About this exercise:
For each line below that contains the string "ClientMessage", copy that line.

*** Opening of The data ***

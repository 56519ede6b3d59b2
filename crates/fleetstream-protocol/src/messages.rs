//! Protocol message types for the streaming WebSocket connection.
//!
//! This module defines all message types exchanged with streaming clients:
//! - Server → Client: control hello (also the keep-alive), subscribe acks,
//!   auth errors, data updates, vehicle errors, raw passthrough
//! - Client → Server: subscribe requests
//!
//! Messages are serialized as JSON over WebSocket text frames. Every
//! message carries a `msg_type` discriminator on the wire.

use serde::{Deserialize, Serialize};

/// Connection timeout advertised to clients, in milliseconds.
///
/// Clients treat the connection as dead when no message arrives within
/// this window; the keep-alive interval must stay well below it.
pub const CONNECTION_TIMEOUT_MS: u64 = 30_000;

/// `msg_type` of the plain control hello (keep-alive and oauth ack).
pub const MSG_CONTROL_HELLO: &str = "control:hello";

/// Messages received from streaming clients.
///
/// Anything with an unknown `msg_type` fails deserialization and is
/// ignored by the connection handler.
#[derive(Debug, Clone, Serialize, Deserialize)]
#[serde(tag = "msg_type")]
pub enum ClientMessage {
    /// Subscribe on the trusted path; no authorization check is performed.
    #[serde(rename = "data:subscribe_oauth")]
    SubscribeOauth {
        tag: String,
        #[serde(skip_serializing_if = "Option::is_none")]
        token: Option<String>,
    },

    /// Subscribe on the authorized path; the token is validated against
    /// the external authorization service and, on success, the vehicle is
    /// switched to raw passthrough for the connection's lifetime.
    #[serde(rename = "data:subscribe_all")]
    SubscribeAll {
        tag: String,
        #[serde(skip_serializing_if = "Option::is_none")]
        token: Option<String>,
    },
}

impl ClientMessage {
    /// Vehicle identifier the request targets.
    pub fn tag(&self) -> &str {
        match self {
            ClientMessage::SubscribeOauth { tag, .. } => tag,
            ClientMessage::SubscribeAll { tag, .. } => tag,
        }
    }
}

/// Control hello: sent unsolicited as a keep-alive every interval, and as
/// the acknowledgement of a successful subscribe. The authorized path acks
/// with `control:hello:<VIN>` rather than the plain hello.
#[derive(Debug, Clone, Serialize, Deserialize)]
pub struct ControlHello {
    pub msg_type: String,
    pub connection_timeout: u64,
}

impl ControlHello {
    /// Plain hello, used for keep-alives and the oauth-path ack.
    pub fn new() -> Self {
        Self {
            msg_type: MSG_CONTROL_HELLO.to_string(),
            connection_timeout: CONNECTION_TIMEOUT_MS,
        }
    }

    /// Ack for an authorized subscribe, tagged with the vehicle identifier.
    pub fn for_vehicle(tag: &str) -> Self {
        Self {
            msg_type: format!("{MSG_CONTROL_HELLO}:{tag}"),
            connection_timeout: CONNECTION_TIMEOUT_MS,
        }
    }
}

impl Default for ControlHello {
    fn default() -> Self {
        Self::new()
    }
}

/// Auth failure notification, sent before the server closes the connection.
#[derive(Debug, Clone, Serialize, Deserialize)]
pub struct AuthErrorMessage {
    pub msg_type: String,
    pub error_detail: String,
    pub connection_timeout: u64,
}

impl AuthErrorMessage {
    pub fn new(detail: impl Into<String>) -> Self {
        Self {
            msg_type: "error".to_string(),
            error_detail: detail.into(),
            connection_timeout: CONNECTION_TIMEOUT_MS,
        }
    }
}

/// Telemetry update for one vehicle.
///
/// `value` is the comma-joined positional string composed by
/// `fleetstream_core::compose_value`; its slot order is a wire contract.
#[derive(Debug, Clone, Serialize, Deserialize)]
pub struct UpdateMessage {
    pub msg_type: String,
    pub tag: String,
    pub value: String,
}

impl UpdateMessage {
    pub fn new(tag: impl Into<String>, value: impl Into<String>) -> Self {
        Self {
            msg_type: "data:update".to_string(),
            tag: tag.into(),
            value: value.into(),
        }
    }
}

/// Kind of vehicle-level error surfaced to a streaming client.
#[derive(Debug, Clone, Copy, PartialEq, Eq, Serialize, Deserialize)]
pub enum VehicleErrorType {
    #[serde(rename = "vehicle_error")]
    VehicleError,
    #[serde(rename = "vehicle_disconnected")]
    VehicleDisconnected,
}

/// Vehicle error notification for one vehicle.
#[derive(Debug, Clone, Serialize, Deserialize)]
pub struct VehicleErrorMessage {
    pub msg_type: String,
    pub tag: String,
    pub error_type: VehicleErrorType,
    #[serde(skip_serializing_if = "Option::is_none")]
    pub value: Option<String>,
}

impl VehicleErrorMessage {
    pub fn new(
        tag: impl Into<String>,
        error_type: VehicleErrorType,
        value: Option<String>,
    ) -> Self {
        Self {
            msg_type: "data:error".to_string(),
            tag: tag.into(),
            error_type,
            value,
        }
    }
}

/// Messages that can be sent from server to client.
#[derive(Debug, Clone, Serialize, Deserialize)]
#[serde(untagged)]
pub enum ServerMessage {
    /// Keep-alive and subscribe acknowledgement.
    Hello(ControlHello),

    /// Auth failure, followed by a server-initiated close.
    AuthError(AuthErrorMessage),

    /// Telemetry update.
    Update(UpdateMessage),

    /// Vehicle error.
    VehicleError(VehicleErrorMessage),

    /// Decoded telemetry event forwarded verbatim (raw passthrough mode).
    Raw(serde_json::Value),
}
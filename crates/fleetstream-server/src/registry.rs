//! Subscriber routing for streaming clients.
//!
//! Every outbound telemetry message passes through the registry: it maps
//! each vehicle identifier to at most one active client connection, plus
//! the raw-passthrough flag for vehicles subscribed via the authorized
//! path. A vehicle without a live subscriber is a silent drop, not an
//! error.

use std::collections::HashMap;

use tokio::sync::{mpsc, RwLock};
use tracing::{debug, info};

/// Items pushed to a connection's outbound channel.
#[derive(Debug)]
pub enum Outbound {
    /// A serialized protocol frame to forward to the client.
    Frame(String),
    /// Close the connection (administrative kick).
    Close,
}

/// Sending half of a connection's outbound channel.
pub type SubscriberTx = mpsc::UnboundedSender<Outbound>;

#[derive(Debug)]
struct Subscriber {
    tx: SubscriberTx,
    raw: bool,
    conn_id: u64,
}

/// Vehicle identifier → active client connection.
///
/// A new subscribe for an already-subscribed vehicle replaces the prior
/// entry; there is no multiplexing. The connection id stored with each
/// entry lets a closing connection remove exactly its own entry even when
/// it has since been replaced.
#[derive(Debug, Default)]
pub struct SubscriptionRegistry {
    inner: RwLock<HashMap<String, Subscriber>>,
}

impl SubscriptionRegistry {
    pub fn new() -> Self {
        Self::default()
    }

    /// Install or replace the active connection for a vehicle. `raw` marks
    /// the vehicle for raw passthrough for the connection's lifetime.
    pub async fn subscribe(&self, vin: &str, tx: SubscriberTx, raw: bool, conn_id: u64) {
        let mut map = self.inner.write().await;
        let prior = map.insert(vin.to_string(), Subscriber { tx, raw, conn_id });
        if prior.is_some() {
            debug!("Replaced active subscriber for {}", vin);
        }
    }

    /// Remove every entry owned by `conn_id`. Called when a connection
    /// closes; the by-value sweep catches every vehicle the connection
    /// ever subscribed, and leaves entries that have since been replaced
    /// by another connection untouched.
    pub async fn remove_connection(&self, conn_id: u64) {
        let mut map = self.inner.write().await;
        let before = map.len();
        map.retain(|_, s| s.conn_id != conn_id);
        if map.len() < before {
            info!("Removed {} subscription(s) for closed connection", before - map.len());
        }
    }

    /// Send a serialized frame to the vehicle's active connection.
    /// Returns whether a live subscriber accepted it.
    pub async fn deliver(&self, vin: &str, frame: String) -> bool {
        let map = self.inner.read().await;
        match map.get(vin) {
            Some(sub) => sub.tx.send(Outbound::Frame(frame)).is_ok(),
            None => false,
        }
    }

    /// Forcibly close the vehicle's active connection, if any.
    pub async fn kick(&self, vin: &str) -> bool {
        let map = self.inner.read().await;
        map.get(vin)
            .map(|s| s.tx.send(Outbound::Close).is_ok())
            .unwrap_or(false)
    }

    /// Whether the vehicle's active subscriber requested raw passthrough.
    pub async fn is_raw(&self, vin: &str) -> bool {
        self.inner
            .read()
            .await
            .get(vin)
            .map(|s| s.raw)
            .unwrap_or(false)
    }

    /// Number of currently subscribed vehicles.
    pub async fn subscriber_count(&self) -> usize {
        self.inner.read().await.len()
    }
}

#[cfg(test)]
mod tests {
    use super::*;

    fn channel() -> (SubscriberTx, mpsc::UnboundedReceiver<Outbound>) {
        mpsc::unbounded_channel()
    }

    #[tokio::test]
    async fn test_subscribe_replaces_prior_connection() {
        let registry = SubscriptionRegistry::new();
        let (tx1, mut rx1) = channel();
        let (tx2, mut rx2) = channel();

        registry.subscribe("V1", tx1, false, 1).await;
        registry.subscribe("V1", tx2, false, 2).await;

        assert!(registry.deliver("V1", "hello".into()).await);
        assert!(matches!(rx2.try_recv(), Ok(Outbound::Frame(f)) if f == "hello"));
        assert!(rx1.try_recv().is_err());
        assert_eq!(registry.subscriber_count().await, 1);
    }

    #[tokio::test]
    async fn test_deliver_without_subscriber_is_silent() {
        let registry = SubscriptionRegistry::new();
        assert!(!registry.deliver("V1", "hello".into()).await);
    }

    #[tokio::test]
    async fn test_remove_connection_is_replacement_safe() {
        let registry = SubscriptionRegistry::new();
        let (tx1, _rx1) = channel();
        let (tx2, mut rx2) = channel();

        registry.subscribe("V1", tx1, false, 1).await;
        registry.subscribe("V1", tx2, false, 2).await;

        // Connection 1 closing must not evict connection 2's entry.
        registry.remove_connection(1).await;
        assert!(registry.deliver("V1", "still here".into()).await);
        assert!(rx2.try_recv().is_ok());

        registry.remove_connection(2).await;
        assert!(!registry.deliver("V1", "gone".into()).await);
    }

    #[tokio::test]
    async fn test_remove_connection_sweeps_every_owned_entry() {
        let registry = SubscriptionRegistry::new();
        let (tx, _rx) = channel();
        registry.subscribe("V1", tx.clone(), false, 7).await;
        registry.subscribe("V2", tx, false, 7).await;

        registry.remove_connection(7).await;
        assert_eq!(registry.subscriber_count().await, 0);
    }

    #[tokio::test]
    async fn test_kick_signals_close() {
        let registry = SubscriptionRegistry::new();
        let (tx, mut rx) = channel();
        registry.subscribe("V1", tx, false, 1).await;

        assert!(registry.kick("V1").await);
        assert!(matches!(rx.try_recv(), Ok(Outbound::Close)));
        assert!(!registry.kick("V2").await);
    }

    #[tokio::test]
    async fn test_raw_flag_tracks_active_subscriber() {
        let registry = SubscriptionRegistry::new();
        let (tx1, _rx1) = channel();
        let (tx2, _rx2) = channel();

        assert!(!registry.is_raw("V1").await);

        registry.subscribe("V1", tx1, true, 1).await;
        assert!(registry.is_raw("V1").await);

        // Replacement without raw mode clears the flag.
        registry.subscribe("V1", tx2, false, 2).await;
        assert!(!registry.is_raw("V1").await);
    }

    #[tokio::test]
    async fn test_deliver_to_dropped_receiver_fails() {
        let registry = SubscriptionRegistry::new();
        let (tx, rx) = channel();
        registry.subscribe("V1", tx, false, 1).await;
        drop(rx);
        assert!(!registry.deliver("V1", "x".into()).await);
    }
}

*** Close of The data ***

Response below:
pub enum ClientMessage {
impl ClientMessage {
            ClientMessage::SubscribeOauth { tag, .. } => tag,
            ClientMessage::SubscribeAll { tag, .. } => tag,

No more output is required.